Provider keys, generic secrets, placeholders, and shell exposure.

Facio has two related credential paths: provider credentials for model routing and generic credentials for tools, MCP servers, scripts, and external services.

Provider credentials

Provider credentials live under providers.name. The management API exposes provider state through /api/v1/credentials/providers, but it never returns raw values.

OperationEndpoint
List provider statesGET /api/v1/credentials/providers
Create provider credentialPOST /api/v1/credentials/providers
Upsert provider credentialPUT /api/v1/credentials/providers/{name}
Clear provider credential or OAuth tokenDELETE /api/v1/credentials/providers/{name}

Provider API responses include fields such as hasValue, masked, supportsApiBase, requiresApiBase, requiresApiKey, isOauth, isLocal, and defaultApiBase.

Generic credential store

Generic secrets are stored outside the agent workspace in credentials.json under the data directory. The store is shared by agent tools, MCP, credential management, and redaction.

Valid keys look like environment variable names: GITHUB_TOKEN, POSTGRES_URL, LINEAR_API_KEY.
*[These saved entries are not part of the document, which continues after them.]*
/// Resolved provider with concrete endpoints
#[derive(Debug, Clone)]
pub struct OAuthProvider {
    pub id: String,
    pub kind: ProviderKind,
    client_id: String,
    client_secret: String,
    redirect_url: String,
    authorize_url: String,
    token_url: String,
    userinfo_url: String,
    scopes: Vec<String>,
}

/// Normalised profile returned by any provider
#[derive(Debug, Clone, PartialEq, Eq, Serialize, Deserialize)]
pub struct OAuthProfile {
    /// Stable user id at the provider
    pub provider_account_id: String,
    pub email: Option<String>,
    pub email_verified: bool,
    pub name: Option<String>,
    pub image: Option<String>,
}

/// Claims carried by the `state` parameter
#[derive(Debug, Clone, Serialize, Deserialize)]
pub struct StateClaims {
    pub provider: String,
    pub nonce: String,
    pub iss: String,
    pub aud: String,
    pub iat: i64,
    pub exp: i64,
}

#[derive(Debug, Deserialize)]
struct TokenResponse {
    access_token: Option<String>,
    error: Option<String>,
    error_description: Option<String>,
}

#[derive(Debug, Deserialize)]
struct GithubEmail {
    email: String,
    primary: bool,
    verified: bool,
}
/// Sign-in methods linked to a user
///
/// A user has at most one credential account (`provider_id = "credential"`,
/// `account_id` = user id, Argon2id `password`) and any number of OAuth
/// accounts (`provider_id` = configured provider id, `account_id` = the
/// provider's user id). `(provider_id, account_id)` is unique.

use chrono::{DateTime, Utc};
use serde::{Deserialize, Serialize};
use sqlx::{PgExecutor, PgPool};
use uuid::Uuid;

/// Provider id of email/password accounts
pub const CREDENTIAL_PROVIDER: &str = "credential";

#[derive(Debug, Clone, Serialize, Deserialize, sqlx::FromRow)]
#[serde(rename_all = "camelCase")]
pub struct Account {
    pub id: Uuid,
    pub user_id: Uuid,
    pub provider_id: String,
    pub account_id: String,

    /// Argon2id hash; only set on credential accounts and never serialized
    #[serde(skip_serializing, default)]
    pub password: Option<String>,

    pub created_at: DateTime<Utc>,
    pub updated_at: DateTime<Utc>,
}

#[derive(Debug, Clone)]
pub struct CreateAccount {
    pub user_id: Uuid,
    pub provider_id: String,
    pub account_id: String,
    pub password: Option<String>,
}

impl CreateAccount {
    /// Email/password account for `user_id` with an already hashed password
    pub fn credential(user_id: Uuid, password_hash: String) -> Self {
        Self {
            user_id,
            provider_id: CREDENTIAL_PROVIDER.to_string(),
            account_id: user_id.to_string(),
            password: Some(password_hash),
        }
    }

    pub fn oauth(user_id: Uuid, provider_id: &str, provider_account_id: &str) -> Self {
        Self {
            user_id,
            provider_id: provider_id.to_string(),
            account_id: provider_account_id.to_string(),
            password: None,
        }
    }
}

impl Account {
    pub fn is_credential(&self) -> bool {
        self.provider_id == CREDENTIAL_PROVIDER
    }

    pub async fn create<'e, E>(executor: E, data: CreateAccount) -> Result<Self, sqlx::Error>
    where
        E: PgExecutor<'e>,
    {
        sqlx::query_as::<_, Account>(
            r#"
            INSERT INTO accounts (user_id, provider_id, account_id, password)
            VALUES ($1, $2, $3, $4)
            RETURNING id, user_id, provider_id, account_id, password, created_at, updated_at
            "#,
        )
        .bind(data.user_id)
        .bind(data.provider_id)
        .bind(data.account_id)
        .bind(data.password)
        .fetch_one(executor)
        .await
    }

    /// Finds the account a provider knows as `account_id`
    pub async fn find_by_provider(
        pool: &PgPool,
        provider_id: &str,
        account_id: &str,
    ) -> Result<Option<Self>, sqlx::Error> {
        sqlx::query_as::<_, Account>(
            r#"
            SELECT id, user_id, provider_id, account_id, password, created_at, updated_at
            FROM accounts
            WHERE provider_id = $1 AND account_id = $2
            "#,
        )
        .bind(provider_id)
        .bind(account_id)
        .fetch_optional(pool)
        .await
    }

    pub async fn find_credential(pool: &PgPool, user_id: Uuid) -> Result<Option<Self>, sqlx::Error> {
        sqlx::query_as::<_, Account>(
            r#"
            SELECT id, user_id, provider_id, account_id, password, created_at, updated_at
            FROM accounts
            WHERE user_id = $1 AND provider_id = $2
            "#,
        )
        .bind(user_id)
        .bind(CREDENTIAL_PROVIDER)
        .fetch_optional(pool)
        .await
    }

    pub async fn list_by_user(pool: &PgPool, user_id: Uuid) -> Result<Vec<Self>, sqlx::Error> {
        sqlx::query_as::<_, Account>(
            r#"
            SELECT id, user_id, provider_id, account_id, password, created_at, updated_at
            FROM accounts
            WHERE user_id = $1
            ORDER BY created_at
            "#,
        )
        .bind(user_id)
        .fetch_all(pool)
        .await
    }

    /// Replaces the password hash on the user's credential account
    ///
    /// Returns false when the user has no credential account.
    pub async fn update_password<'e, E>(
        executor: E,
        user_id: Uuid,
        password_hash: &str,
    ) -> Result<bool, sqlx::Error>
    where
        E: PgExecutor<'e>,
    {
        let result = sqlx::query(
            r#"
            UPDATE accounts
            SET password = $3, updated_at = NOW()
            WHERE user_id = $1 AND provider_id = $2
            "#,
        )
        .bind(user_id)
        .bind(CREDENTIAL_PROVIDER)
        .bind(password_hash)
        .execute(executor)
        .await?;

        Ok(result.rows_affected() > 0)
    }
}
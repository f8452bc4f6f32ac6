/// Dev-mode change requests
///
/// Mounted only when `dev_mode.enabled` is set. Any signed-in user can file
/// and browse change requests; moving them through the workflow and
/// deleting them is for admins.
///
/// # Endpoints
///
/// - `POST /v1/dev/changes` - File a change request
/// - `GET /v1/dev/changes?status&category&priority&componentId&createdBy&limit&offset`
/// - `GET /v1/dev/changes/:id`
/// - `PATCH /v1/dev/changes/:id/status` - Admin only
/// - `DELETE /v1/dev/changes/:id` - Admin only
///
/// # Request
///
/// ```json
/// {
///   "componentId": "checkout-button",
///   "feedback": "Label is cut off on mobile",
///   "category": "design",
///   "priority": "high",
///   "componentContext": {
///     "componentName": "CheckoutButton",
///     "domPath": "main#app > div.cart > button",
///     "boundingRect": { "x": 16, "y": 540, "width": 120, "height": 40 }
///   },
///   "pageContext": { "url": "http://localhost:3000/cart", "viewport": { "width": 390, "height": 844 } }
/// }
/// ```

use crate::{
    app::AppState,
    audit,
    error::{ApiError, ApiResult},
    extract::{ApiJson, ApiPath, ApiQuery, RequestMeta},
};
use axum::{extract::State, http::StatusCode, Extension, Json};
use foundry_shared::{
    auth::{authorization::require_admin, middleware::AuthContext},
    models::{
        audit_log::AuditAction,
        change::{Change, ChangeFilter, ChangeStatus, CreateChange},
        clamp_page, Page,
    },
};
use serde::Deserialize;
use serde_json::json;
use uuid::Uuid;

#[derive(Debug, Deserialize)]
#[serde(rename_all = "camelCase")]
pub struct UpdateStatusRequest {
    pub status: ChangeStatus,
}

fn not_found() -> ApiError {
    ApiError::NotFound("Change not found".to_string())
}

pub async fn create_change(
    State(state): State<AppState>,
    meta: RequestMeta,
    Extension(auth): Extension<AuthContext>,
    ApiJson(data): ApiJson<CreateChange>,
) -> ApiResult<(StatusCode, Json<Change>)> {
    let change = Change::create(&state.db, data, Some(auth.user_id)).await?;

    audit::record(
        &state.db,
        audit::entry(AuditAction::ChangeCreate, &meta)
            .user(auth.user_id)
            .details(json!({
                "changeId": change.id,
                "componentId": change.component_id,
            })),
    )
    .await;

    tracing::info!(change_id = %change.id, component_id = %change.component_id, "Change request filed");

    Ok((StatusCode::CREATED, Json(change)))
}

pub async fn list_changes(
    State(state): State<AppState>,
    ApiQuery(filter): ApiQuery<ChangeFilter>,
) -> ApiResult<Json<Page<Change>>> {
    let (limit, offset) = clamp_page(filter.limit, filter.offset);

    let items = Change::list(&state.db, &filter).await?;
    let total = Change::count(&state.db, &filter).await?;

    Ok(Json(Page::new(items, total, limit, offset)))
}

pub async fn get_change(
    State(state): State<AppState>,
    ApiPath(id): ApiPath<Uuid>,
) -> ApiResult<Json<Change>> {
    let change = Change::find_by_id(&state.db, id).await?.ok_or_else(not_found)?;
    Ok(Json(change))
}

/// Move a change through the workflow
///
/// # Errors
///
/// - `403 Forbidden`: Caller is not an admin
/// - `404 Not Found`: No such change
/// - `409 Conflict`: Transition not allowed from the current status
pub async fn update_status(
    State(state): State<AppState>,
    meta: RequestMeta,
    Extension(auth): Extension<AuthContext>,
    ApiPath(id): ApiPath<Uuid>,
    ApiJson(req): ApiJson<UpdateStatusRequest>,
) -> ApiResult<Json<Change>> {
    require_admin(&state.db, &auth).await?;

    let (change, previous) = Change::update_status(&state.db, id, req.status).await?;

    audit::record(
        &state.db,
        audit::entry(AuditAction::ChangeStatusUpdate, &meta)
            .user(auth.user_id)
            .details(json!({
                "changeId": change.id,
                "from": previous,
                "to": change.status,
            })),
    )
    .await;

    Ok(Json(change))
}

pub async fn delete_change(
    State(state): State<AppState>,
    meta: RequestMeta,
    Extension(auth): Extension<AuthContext>,
    ApiPath(id): ApiPath<Uuid>,
) -> ApiResult<StatusCode> {
    require_admin(&state.db, &auth).await?;

    if !Change::delete(&state.db, id).await? {
        return Err(not_found());
    }

    audit::record(
        &state.db,
        audit::entry(AuditAction::ChangeDelete, &meta)
            .user(auth.user_id)
            .details(json!({ "changeId": id })),
    )
    .await;

    Ok(StatusCode::NO_CONTENT)
}

#[cfg(test)]
mod tests {
    use super::*;
    use foundry_shared::models::change::ChangeCategory;

    #[test]
    fn test_filter_from_query_string() {
        let filter: ChangeFilter =
            serde_json::from_value(json!({ "status": "in_progress", "category": "bug", "componentId": "nav" }))
                .unwrap();
        assert_eq!(filter.status, Some(ChangeStatus::InProgress));
        assert_eq!(filter.category, Some(ChangeCategory::Bug));
        assert_eq!(filter.component_id.as_deref(), Some("nav"));
    }

    #[test]
    fn test_status_request() {
        let req: UpdateStatusRequest = serde_json::from_value(json!({ "status": "completed" })).unwrap();
        assert_eq!(req.status, ChangeStatus::Completed);
    }
}
/// Logging setup
///
/// `RUST_LOG` overrides the configured filter. With `logging.json` set, each
/// event is written as one JSON object per line.

use tracing_subscriber::{
    fmt, layer::SubscriberExt, util::SubscriberInitExt, util::TryInitError, EnvFilter,
};

use crate::config::LoggingConfig;

fn env_filter(config: &LoggingConfig) -> EnvFilter {
    EnvFilter::try_from_default_env()
        .or_else(|_| EnvFilter::try_new(&config.filter))
        .unwrap_or_else(|_| EnvFilter::new("info"))
}

/// Installs the global subscriber; fails if one is already set
pub fn init(config: &LoggingConfig) -> Result<(), TryInitError> {
    let registry = tracing_subscriber::registry().with(env_filter(config));

    if config.json {
        registry
            .with(fmt::layer().json().with_current_span(true))
            .try_init()
    } else {
        registry.with(fmt::layer().with_target(true)).try_init()
    }
}
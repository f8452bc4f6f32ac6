/// Authentication and authorization utilities
///
/// # Modules
///
/// - [`password`]: Argon2id password hashing and strength policy
/// - [`jwt`]: Short-lived access tokens bound to a session
/// - [`token`]: Opaque random tokens (refresh sessions, verification links)
/// - [`middleware`]: Request authentication context
/// - [`authorization`]: Role checks backed by user preferences
/// - [`oauth`]: Authorization-code sign-in with external providers
///
/// # Example
///
/// ```no_run
/// use foundry_shared::auth::password::{hash_password, verify_password};
/// use foundry_shared::auth::jwt::{create_token, validate_token, Claims};
/// use chrono::Duration;
/// use uuid::Uuid;
///
/// # fn example() -> Result<(), Box<dyn std::error::Error>> {
/// let hash = hash_password("user_password")?;
/// assert!(verify_password("user_password", &hash)?);
///
/// let claims = Claims::new(Uuid::new_v4(), Uuid::new_v4(), Duration::minutes(15));
/// let token = create_token(&claims, "secret-key-at-least-32-bytes-long!!")?;
/// # Ok(())
/// # }
/// ```

pub mod authorization;
pub mod jwt;
pub mod middleware;
pub mod oauth;
pub mod password;
pub mod token;
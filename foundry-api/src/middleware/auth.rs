/// Authentication middleware
///
/// `jwt_auth_layer` resolves the bearer token into an [`AuthContext`] request
/// extension. `admin_layer` must run after it and rejects non-admins.
///
/// ```text
/// Router::new()
///     .route(...)
///     .route_layer(from_fn_with_state(state.clone(), admin_layer))
///     .route_layer(from_fn_with_state(state, jwt_auth_layer))
/// ```

use axum::{
    extract::{Request, State},
    middleware::Next,
    response::Response,
};
use foundry_shared::auth::{
    authorization::require_admin,
    middleware::{authenticate, extract_bearer_token, AuthContext},
};

use crate::{app::AppState, error::ApiError};

/// Validates the access token and its session, then injects [`AuthContext`]
pub async fn jwt_auth_layer(
    State(state): State<AppState>,
    mut req: Request,
    next: Next,
) -> Result<Response, ApiError> {
    let token = extract_bearer_token(req.headers())?;
    let auth = authenticate(&state.db, state.jwt_secret(), token).await?;

    tracing::Span::current().record("user_id", tracing::field::display(auth.user_id));
    req.extensions_mut().insert(auth);

    Ok(next.run(req).await)
}

/// Lets only admins through
pub async fn admin_layer(
    State(state): State<AppState>,
    req: Request,
    next: Next,
) -> Result<Response, ApiError> {
    let auth = req
        .extensions()
        .get::<AuthContext>()
        .copied()
        .ok_or_else(|| ApiError::Unauthorized("Missing credentials".to_string()))?;

    require_admin(&state.db, &auth).await?;

    Ok(next.run(req).await)
}
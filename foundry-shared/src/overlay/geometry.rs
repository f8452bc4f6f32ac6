/// Screen-space geometry in CSS pixels
///
/// The origin is the top-left corner of the viewport; `y` grows downwards.

use serde::{Deserialize, Serialize};

#[derive(Debug, Clone, Copy, PartialEq, Default, Serialize, Deserialize)]
pub struct Point {
    pub x: f64,
    pub y: f64,
}

impl Point {
    pub fn new(x: f64, y: f64) -> Self {
        Self { x, y }
    }
}

#[derive(Debug, Clone, Copy, PartialEq, Default, Serialize, Deserialize)]
pub struct Size {
    pub width: f64,
    pub height: f64,
}

impl Size {
    pub fn new(width: f64, height: f64) -> Self {
        Self { width, height }
    }
}

/// Axis-aligned rectangle, as reported by `getBoundingClientRect()`
#[derive(Debug, Clone, Copy, PartialEq, Default, Serialize, Deserialize)]
pub struct Rect {
    pub x: f64,
    pub y: f64,
    pub width: f64,
    pub height: f64,
}

impl Rect {
    pub fn new(x: f64, y: f64, width: f64, height: f64) -> Self {
        Self { x, y, width, height }
    }

    pub fn from_origin_size(origin: Point, size: Size) -> Self {
        Self::new(origin.x, origin.y, size.width, size.height)
    }

    /// All components finite and the size non-negative
    ///
    /// The origin may be negative for elements scrolled partly out of view.
    pub fn is_valid(&self) -> bool {
        [self.x, self.y, self.width, self.height]
            .iter()
            .all(|v| v.is_finite())
            && self.width >= 0.0
            && self.height >= 0.0
    }

    pub fn left(&self) -> f64 {
        self.x
    }

    pub fn top(&self) -> f64 {
        self.y
    }

    pub fn right(&self) -> f64 {
        self.x + self.width
    }

    pub fn bottom(&self) -> f64 {
        self.y + self.height
    }

    pub fn size(&self) -> Size {
        Size::new(self.width, self.height)
    }

    pub fn center(&self) -> Point {
        Point::new(self.x + self.width / 2.0, self.y + self.height / 2.0)
    }

    pub fn area(&self) -> f64 {
        self.width * self.height
    }

    /// Edges are inclusive
    pub fn contains(&self, point: Point) -> bool {
        point.x >= self.left()
            && point.x <= self.right()
            && point.y >= self.top()
            && point.y <= self.bottom()
    }

    pub fn contains_rect(&self, other: &Rect) -> bool {
        other.left() >= self.left()
            && other.right() <= self.right()
            && other.top() >= self.top()
            && other.bottom() <= self.bottom()
    }

    pub fn intersects(&self, other: &Rect) -> bool {
        self.left() < other.right()
            && other.left() < self.right()
            && self.top() < other.bottom()
            && other.top() < self.bottom()
    }

    /// Shrinks every side by `amount`, never below zero size
    pub fn inset(&self, amount: f64) -> Rect {
        let width = (self.width - 2.0 * amount).max(0.0);
        let height = (self.height - 2.0 * amount).max(0.0);
        Rect::new(self.x + amount, self.y + amount, width, height)
    }
}

/// Visible area of the page
#[derive(Debug, Clone, Copy, PartialEq, Serialize, Deserialize)]
pub struct Viewport {
    pub width: f64,
    pub height: f64,
}

impl Viewport {
    pub fn new(width: f64, height: f64) -> Self {
        Self { width, height }
    }

    pub fn is_valid(&self) -> bool {
        self.width.is_finite() && self.height.is_finite() && self.width >= 0.0 && self.height >= 0.0
    }

    pub fn rect(&self) -> Rect {
        Rect::new(0.0, 0.0, self.width, self.height)
    }
}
curl -X POST http://localhost:8900/api/v1/credentials \
  -H "Authorization: Bearer $FACIO_MANAGEMENT_TOKEN" \
  -H 'Content-Type: application/json' \
  -d '{"key":"GITHUB_TOKEN","value":"ghp_..."}'

Placeholder linking

Use placeholders where a config needs the secret:

${credentials.GITHUB_TOKEN}

Facio resolves this only at the boundary where it is needed, such as MCP env, MCP headers, or file write operations that intentionally need a secret. The agent can refer to the placeholder without seeing the raw value.

Password fields

When the agent asks for a password through a human form, Facio stores the submitted value and replaces it in the result with a placeholder. This is how the agent can help configure an MCP server or provider without receiving the raw password.

Shell exposure

By default, shell commands receive no stored credentials. To inject a credential as an environment variable into the exec sandbox, expose it explicitly:

/credentials expose GITHUB_TOKEN
/credentials unexpose GITHUB_TOKEN

or via API:

curl -X PUT http://localhost:8900/api/v1/credentials/GITHUB_TOKEN/exposed \
  -H "Authorization: Bearer $FACIO_MANAGEMENT_TOKEN" \
  -H 'Content-Type: application/json' \
  -d '{"exposed":true}'

Expose only keys needed by a CLI, and remove exposure after the workflow no longer needs it.